Write Ugly

Untie, Chuck Molten, the sailor’s knots

Of your thick hands and—from the pocket

Of your lemon-yellow ski-jacket—throw

Out again the wrinkled dollar bills to pay

For coffee in Fresno’s Olive Tower Café

Some lost day in the 1980’s of my youth.

You will be surprised (young yourself

Again in your heaven of singing, winged

Harley-Davidson angels) to receive

These words. Find them now in the pocket

Of that yellow jacket and know them:

The prayer I pray not for but to you.


Remember me, then, the kid that morning

When café was empty and Olive Avenue

Shimmered with rain. I was nineteen,

Home from Interrailing, certain I had to be a poet,

Sure that morning I could not write

Another poem. “Sorrow”—

It was my favorite word: big and loud

And written like a pair of bass-knuckles

Across the page. “I’d cross that one out,

If I were you. This here “melancholy too,”

You said, leering down through those

Thin-glassed, grandmother’s spectacles.

“Those words aren’t ugly enough for a poem.”

You can’t write a poem till you’ve written

Uglier than that. You gotta’ write ugly.”

“Write ugly.” I remember your mouth grinning

To those words, your eyes disappearing

Under the accordion skin of your forehead.

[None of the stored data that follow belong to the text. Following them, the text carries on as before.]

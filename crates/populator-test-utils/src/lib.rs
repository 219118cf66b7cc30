//! Test utilities for Populator development.
//!
//! Provides stream sources with scripted failures ([`FlakySource`],
//! [`BrokenSource`]), a reader that trickles bytes ([`ChunkedReader`]),
//! polling helpers, and record fixtures with their expected contents.

#![forbid(unsafe_code)]
#![allow(missing_docs)]
#![deny(rustdoc::broken_intra_doc_links)]

pub mod fixtures;

use std::io::{self, Read};
use std::sync::atomic::{AtomicU32, Ordering};
use std::sync::Arc;
use std::thread;
use std::time::{Duration, Instant};

use populator_engine::InputSource;

pub use fixtures::{expected_pairs, keyed_records, RecordFixture};

/// Input whose first `failures` duplications fail with a transient error.
///
/// Every later duplication reads `data` from the start.
pub struct FlakySource {
    data: Arc<[u8]>,
    remaining_failures: AtomicU32,
    calls: AtomicU32,
    kind: io::ErrorKind,
}

impl FlakySource {
    pub fn new(data: &[u8], failures: u32) -> Self {
        Self {
            data: data.into(),
            remaining_failures: AtomicU32::new(failures),
            calls: AtomicU32::new(0),
            kind: io::ErrorKind::Interrupted,
        }
    }

    /// Fail with `kind` instead of `Interrupted`.
    pub fn with_kind(mut self, kind: io::ErrorKind) -> Self {
        self.kind = kind;
        self
    }

    /// Number of duplication attempts so far.
    pub fn calls(&self) -> u32 {
        self.calls.load(Ordering::SeqCst)
    }
}

impl InputSource for FlakySource {
    fn try_clone_reader(&self) -> io::Result<Box<dyn Read + Send>> {
        self.calls.fetch_add(1, Ordering::SeqCst);
        let failed = self
            .remaining_failures
            .fetch_update(Ordering::SeqCst, Ordering::SeqCst, |n| n.checked_sub(1))
            .is_ok();
        if failed {
            return Err(io::Error::new(self.kind, "scripted duplication failure"));
        }
        Ok(Box::new(ChunkedReader::new(self.data.to_vec(), usize::MAX)))
    }
}

/// Input that can never be duplicated.
pub struct BrokenSource {
    kind: io::ErrorKind,
}

impl BrokenSource {
    pub fn new(kind: io::ErrorKind) -> Self {
        Self { kind }
    }
}

impl InputSource for BrokenSource {
    fn try_clone_reader(&self) -> io::Result<Box<dyn Read + Send>> {
        Err(io::Error::new(self.kind, "handle cannot be duplicated"))
    }
}

/// Reader returning at most `chunk` bytes per call.
pub struct ChunkedReader {
    data: Vec<u8>,
    pos: usize,
    chunk: usize,
}

impl ChunkedReader {
    pub fn new(data: impl Into<Vec<u8>>, chunk: usize) -> Self {
        Self {
            data: data.into(),
            pos: 0,
            chunk: chunk.max(1),
        }
    }
}

impl Read for ChunkedReader {
    fn read(&mut self, buf: &mut [u8]) -> io::Result<usize> {
        let n = buf.len().min(self.chunk).min(self.data.len() - self.pos);
        buf[..n].copy_from_slice(&self.data[self.pos..self.pos + n]);
        self.pos += n;
        Ok(n)
    }
}

/// Input whose duplicates trickle `data` a few bytes per read.
pub struct TrickleSource {
    data: Vec<u8>,
    chunk: usize,
}

impl TrickleSource {
    pub fn new(data: &[u8], chunk: usize) -> Self {
        Self {
            data: data.to_vec(),
            chunk,
        }
    }
}

impl InputSource for TrickleSource {
    fn try_clone_reader(&self) -> io::Result<Box<dyn Read + Send>> {
        Ok(Box::new(ChunkedReader::new(self.data.clone(), self.chunk)))
    }
}

/// Poll `cond` every millisecond until it holds or `timeout` elapses.
pub fn wait_until(timeout: Duration, mut cond: impl FnMut() -> bool) -> bool {
    let deadline = Instant::now() + timeout;
    loop {
        if cond() {
            return true;
        }
        if Instant::now() >= deadline {
            return false;
        }
        thread::sleep(Duration::from_millis(1));
    }
}

/// Generous timeout for jobs in tests.
pub const JOB_TIMEOUT: Duration = Duration::from_secs(10);

#[cfg(test)]
mod tests {
    use super::*;

    #[test]
    fn flaky_source_recovers_after_failures() {
        let src = FlakySource::new(b"abc", 2);
        assert!(src.try_clone_reader().is_err());
        assert!(src.try_clone_reader().is_err());
        let mut out = String::new();
        src.try_clone_reader()
            .unwrap()
            .read_to_string(&mut out)
            .unwrap();
        assert_eq!(out, "abc");
        assert_eq!(src.calls(), 3);
    }

    #[test]
    fn chunked_reader_limits_reads() {
        let mut r = ChunkedReader::new(b"hello".to_vec(), 2);
        let mut buf = [0u8; 8];
        assert_eq!(r.read(&mut buf).unwrap(), 2);
        assert_eq!(r.read(&mut buf).unwrap(), 2);
        assert_eq!(r.read(&mut buf).unwrap(), 1);
        assert_eq!(r.read(&mut buf).unwrap(), 0);
    }

    #[test]
    fn wait_until_times_out() {
        assert!(!wait_until(Duration::from_millis(5), || false));
        assert!(wait_until(Duration::from_millis(5), || true));
    }
}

In the back of the café, Steve, the owner,

Stood over the stove in a flash of grease fire,

And the wall behind you showed

One wandering roach descending

To indoor-outdoor carpeting, motley chairs

And sun-burnt tables conspiring emptily.

I remember, and I pray that you do too,

Chuck Molten, though we only spoke

That one time and never again. Remember

And in that heaven where you find yourself,

Take this for your psalm, written ugly

And in thanks for many crossed-out words.